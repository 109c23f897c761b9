//! `ChatRelay`: routing, flood filtering, and broadcast.
//!
//! The relay ties the layers together: session directory → protocol →
//! flood controller → handlers → transport. It is synchronous. The
//! embedding loop feeds it inbound packets and elapsed time; every call
//! completes before returning.
//!
//! On the host, a submission goes through:
//!
//! 1. validation (connected peer, non-empty body, not a forged Server kind)
//! 2. sender rewrite from the session's player identity
//! 3. destination resolution (Global, Team)
//! 4. flood filter (remote peers only, when enabled)
//! 5. chat log
//! 6. handler screening and fan-out
//!
//! A failure at steps 1 to 3 leaves no trace in the flood table or the log.

use std::net::Ipv4Addr;
use std::sync::Arc;

use hostchat_flood::{FloodController, FloodVerdict};
use hostchat_protocol::{
    ChatCodec, ChatKind, ChatMessage, PacketCodec, PeerId, PeerSet, PlayerUid, SenderName,
};
use hostchat_session::SessionDirectory;
use hostchat_tick::SecondClock;
use hostchat_transport::{PacketKind, Transport};

use crate::audit::{AuditEntry, AuditSink, FileAuditSink};
use crate::handler::{ChatHandler, HandlerRegistry, HandlerVerdict};
use crate::{ChatConfig, ChatError, RouteError};

/// What the relay did with a message that didn't fail.
#[derive(Debug, Clone, Copy, PartialEq, Eq)]
pub enum Delivery {
    /// Fanned out to this many peers, the local loopback included.
    Broadcast { recipients: usize },
    /// A handler vetoed the broadcast. Nobody received it.
    Vetoed,
    /// The sender is flood-limited. They were sent a notice instead.
    Throttled { remaining_secs: u32 },
    /// Sent to the host for validation (client side).
    Forwarded,
    /// Handed to local handlers after arriving from the host (client side).
    Delivered,
    /// Dropped without action: no session, or a client got a packet from
    /// someone other than the host.
    Ignored,
}

/// The chat relay for one endpoint of a session.
///
/// Generic over the session directory and transport so embedders can plug
/// in their own. Whether this endpoint acts as host or client is read from
/// the directory on every call.
pub struct ChatRelay<S, T> {
    session: S,
    transport: T,
    packet: PacketKind,
    codec: ChatCodec,
    config: ChatConfig,
    flood: FloodController,
    clock: SecondClock,
    handlers: HandlerRegistry,
    audit: Box<dyn AuditSink>,
}

impl<S: SessionDirectory, T: Transport> ChatRelay<S, T> {
    /// Creates a relay and registers the chat packet kind with `transport`.
    ///
    /// The chat log goes to disk through [`FileAuditSink`]; use
    /// [`with_audit_sink`](Self::with_audit_sink) to send it elsewhere.
    ///
    /// # Errors
    /// Returns [`ChatError::Transport`] if the packet name is already taken.
    pub fn new(session: S, mut transport: T, config: ChatConfig) -> Result<Self, ChatError> {
        let packet = transport.register_packet(ChatCodec::PACKET_NAME)?;
        tracing::debug!(packet = packet.id(), "chat packet registered");

        Ok(Self {
            session,
            transport,
            packet,
            codec: ChatCodec,
            config,
            flood: FloodController::new(),
            clock: SecondClock::new(),
            handlers: HandlerRegistry::new(),
            audit: Box::new(FileAuditSink),
        })
    }

    /// Replaces the chat log sink.
    pub fn with_audit_sink(mut self, sink: impl AuditSink + 'static) -> Self {
        self.audit = Box::new(sink);
        self
    }

    // -----------------------------------------------------------------------
    // Public API
    // -----------------------------------------------------------------------

    /// Sends a message to everyone in the session.
    ///
    /// On the host this runs the full validation path with the local peer
    /// as sender. On a client it forwards the message to the host.
    ///
    /// # Errors
    /// [`ChatError::NoSession`] without an established session, otherwise
    /// whatever routing or the transport report.
    pub fn send_global(&mut self, body: &str) -> Result<Delivery, ChatError> {
        if !self.session.is_established() {
            return Err(ChatError::NoSession);
        }
        self.submit_local(ChatMessage::global(body))
    }

    /// Sends a message to the local player's team.
    ///
    /// # Errors
    /// [`ChatError::NoSession`] without an established session and
    /// [`RouteError::NoTeams`] if the session has no teams.
    pub fn send_team(&mut self, body: &str) -> Result<Delivery, ChatError> {
        if !self.session.is_established() {
            return Err(ChatError::NoSession);
        }
        if !self.session.has_teams() {
            return Err(RouteError::NoTeams.into());
        }
        self.submit_local(ChatMessage::team(body))
    }

    /// Broadcasts a server notice to `peers`. Host only.
    ///
    /// Skips sender rewriting, the flood filter and the chat log; handlers
    /// may still veto it.
    ///
    /// # Errors
    /// [`ChatError::NoSession`] or [`ChatError::NotHost`], or a transport
    /// failure during fan-out.
    pub fn send_server(&mut self, body: &str, peers: PeerSet) -> Result<Delivery, ChatError> {
        if !self.session.is_established() {
            return Err(ChatError::NoSession);
        }
        if !self.session.is_host() {
            return Err(ChatError::NotHost);
        }
        let local = self.session.local_peer();
        self.broadcast(local, &ChatMessage::server(body), peers)
    }

    /// Appends a handler. Handlers are never removed.
    pub fn register_handler(&mut self, handler: Arc<dyn ChatHandler>) {
        self.handlers.register(handler);
    }

    /// Advances the flood clock by `elapsed_ms`.
    ///
    /// Runs one flood decay step per whole second accumulated; the
    /// remainder carries over. Returns the number of steps run.
    pub fn tick(&mut self, elapsed_ms: u64) -> u64 {
        let seconds = self.clock.advance(elapsed_ms);
        for _ in 0..seconds {
            self.flood.advance_second();
        }
        seconds
    }

    // -----------------------------------------------------------------------
    // Inbound
    // -----------------------------------------------------------------------

    /// Handles a chat packet that arrived from `from`.
    ///
    /// # Errors
    /// [`ChatError::Protocol`] if the payload doesn't decode; the caller
    /// should drop it. Otherwise the same errors as [`receive`](Self::receive).
    pub fn receive_packet(&mut self, from: PeerId, payload: &[u8]) -> Result<Delivery, ChatError> {
        let message = self.codec.decode(payload).inspect_err(|e| {
            tracing::debug!(%from, error = %e, "discarding malformed chat packet");
        })?;
        self.receive(from, message)
    }

    /// Handles an already decoded message from `from`.
    ///
    /// The host validates and rebroadcasts it. A client passes it to its
    /// handlers if it came from the host and ignores it otherwise.
    pub fn receive(&mut self, from: PeerId, message: ChatMessage) -> Result<Delivery, ChatError> {
        if !self.session.is_established() {
            tracing::debug!(%from, "chat received outside a session");
            return Ok(Delivery::Ignored);
        }

        if self.session.is_host() {
            return self.host_submit(from, message);
        }

        if from == self.session.host_peer() {
            self.handlers.deliver(&message);
            Ok(Delivery::Delivered)
        } else {
            tracing::debug!(%from, "client ignoring chat from a non-host peer");
            Ok(Delivery::Ignored)
        }
    }

    // -----------------------------------------------------------------------
    // Accessors
    // -----------------------------------------------------------------------

    pub fn session(&self) -> &S {
        &self.session
    }

    pub fn session_mut(&mut self) -> &mut S {
        &mut self.session
    }

    pub fn transport(&self) -> &T {
        &self.transport
    }

    pub fn transport_mut(&mut self) -> &mut T {
        &mut self.transport
    }

    /// The live configuration.
    pub fn config(&self) -> &ChatConfig {
        &self.config
    }

    /// Edits apply from the next message on.
    pub fn config_mut(&mut self) -> &mut ChatConfig {
        &mut self.config
    }

    pub fn flood(&self) -> &FloodController {
        &self.flood
    }

    pub fn handlers(&self) -> &HandlerRegistry {
        &self.handlers
    }

    /// The packet kind chat travels under.
    pub fn packet_kind(&self) -> PacketKind {
        self.packet
    }

    // -----------------------------------------------------------------------
    // Internals
    // -----------------------------------------------------------------------

    fn submit_local(&mut self, message: ChatMessage) -> Result<Delivery, ChatError> {
        if self.session.is_host() {
            let local = self.session.local_peer();
            return self.host_submit(local, message);
        }

        let host = self.session.host_peer();
        let payload = self.codec.encode(&message);
        self.transport.send(host, self.packet, &payload)?;
        tracing::debug!(%host, kind = %message.kind(), "chat forwarded to host");
        Ok(Delivery::Forwarded)
    }

    fn host_submit(&mut self, peer: PeerId, message: ChatMessage) -> Result<Delivery, ChatError> {
        if !self.session.peers().contains(peer) {
            return Err(RouteError::InvalidPeer(peer).into());
        }
        if message.body().is_empty() {
            return Err(RouteError::EmptyBody.into());
        }
        if message.kind() == ChatKind::Server {
            return Err(RouteError::ServerImpersonation(peer).into());
        }

        let player = self
            .session
            .peer_player(peer)
            .cloned()
            .ok_or(RouteError::UnknownPlayer(peer))?;
        let message = message.with_sender(SenderName::new(&player.name));
        let targets = self.resolve_targets(peer, &message)?;

        if peer != self.session.local_peer() && self.config.flood_filter_enabled {
            let address = self
                .session
                .peer_address(peer)
                .ok_or(RouteError::InvalidPeer(peer))?;
            let policy = self.config.flood_policy();
            if let FloodVerdict::Rejected { remaining_secs } =
                self.flood.evaluate(address, message.body(), &policy)
            {
                self.notify_throttled(peer, remaining_secs);
                return Ok(Delivery::Throttled { remaining_secs });
            }
        }

        self.write_log(peer, player.uid, &message);
        self.broadcast(peer, &message, targets)
    }

    fn resolve_targets(&self, peer: PeerId, message: &ChatMessage) -> Result<PeerSet, RouteError> {
        match message.kind() {
            ChatKind::Global => Ok(self.session.peers()),
            ChatKind::Team => self.team_of(peer),
            ChatKind::Whisper => Err(RouteError::WhisperUnsupported),
            ChatKind::Server => Err(RouteError::ServerImpersonation(peer)),
        }
    }

    fn team_of(&self, peer: PeerId) -> Result<PeerSet, RouteError> {
        if !self.session.has_teams() {
            return Err(RouteError::NoTeams);
        }
        let team = self
            .session
            .peer_team(peer)
            .ok_or(RouteError::UnknownTeam(peer))?;

        Ok(self
            .session
            .peers()
            .iter()
            .filter(|&other| self.session.peer_team(other) == Some(team))
            .collect())
    }

    fn notify_throttled(&mut self, peer: PeerId, remaining_secs: u32) {
        let notice = format!(
            "You have exceeded the server's spam limit. You can chat again in {remaining_secs} second(s)."
        );
        if let Err(e) = self.send_server(&notice, PeerSet::single(peer)) {
            tracing::warn!(%peer, error = %e, "failed to deliver flood notice");
        }
    }

    fn write_log(&mut self, peer: PeerId, uid: PlayerUid, message: &ChatMessage) {
        if !self.config.chat_log_enabled {
            return;
        }

        let sender = message.sender().map_or("", |name| name.as_str());
        let entry = AuditEntry {
            timestamp: chrono::Utc::now(),
            sender,
            uid,
            address: self
                .session
                .peer_address(peer)
                .unwrap_or(Ipv4Addr::UNSPECIFIED),
            body: message.body().as_str(),
        };

        if let Err(e) = self.audit.append(&self.config.chat_log_path, &entry) {
            tracing::debug!(path = %self.config.chat_log_path.display(), error = %e, "chat log write failed");
        }
    }

    /// Screens `message` through the handlers, then delivers it to every
    /// connected peer in `targets`, in session order.
    ///
    /// The local peer gets it in-process. The first transport error stops
    /// the fan-out; peers already sent to keep the message.
    fn broadcast(
        &mut self,
        sender: PeerId,
        message: &ChatMessage,
        targets: PeerSet,
    ) -> Result<Delivery, ChatError> {
        if self.handlers.screen(sender, message, targets) == HandlerVerdict::Veto {
            return Ok(Delivery::Vetoed);
        }

        let local = self.session.local_peer();
        let mut payload = None;
        let mut recipients = 0;

        for peer in self.session.peers().iter() {
            if !targets.contains(peer) {
                continue;
            }

            if peer == local {
                self.handlers.deliver(message);
            } else {
                let bytes = payload.get_or_insert_with(|| self.codec.encode(message));
                self.transport
                    .send(peer, self.packet, bytes)
                    .inspect_err(|e| {
                        tracing::warn!(%peer, delivered = recipients, error = %e, "chat fan-out aborted");
                    })?;
            }
            recipients += 1;
        }

        tracing::debug!(%sender, kind = %message.kind(), recipients, "chat broadcast");
        Ok(Delivery::Broadcast { recipients })
    }
}

impl<S, T> std::fmt::Debug for ChatRelay<S, T> {
    fn fmt(&self, f: &mut std::fmt::Formatter<'_>) -> std::fmt::Result {
        f.debug_struct("ChatRelay")
            .field("packet", &self.packet)
            .field("config", &self.config)
            .field("flood_records", &self.flood.len())
            .field("handlers", &self.handlers.len())
            .finish_non_exhaustive()
    }
}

■ ■ ■ ■

Prompt.
Copy every line that includes the string "through" from the material above.

Solved exercise.
//! On the host, a submission goes through:
    /// The chat log goes to disk through [`FileAuditSink`]; use
    /// Screens `message` through the handlers, then delivers it to every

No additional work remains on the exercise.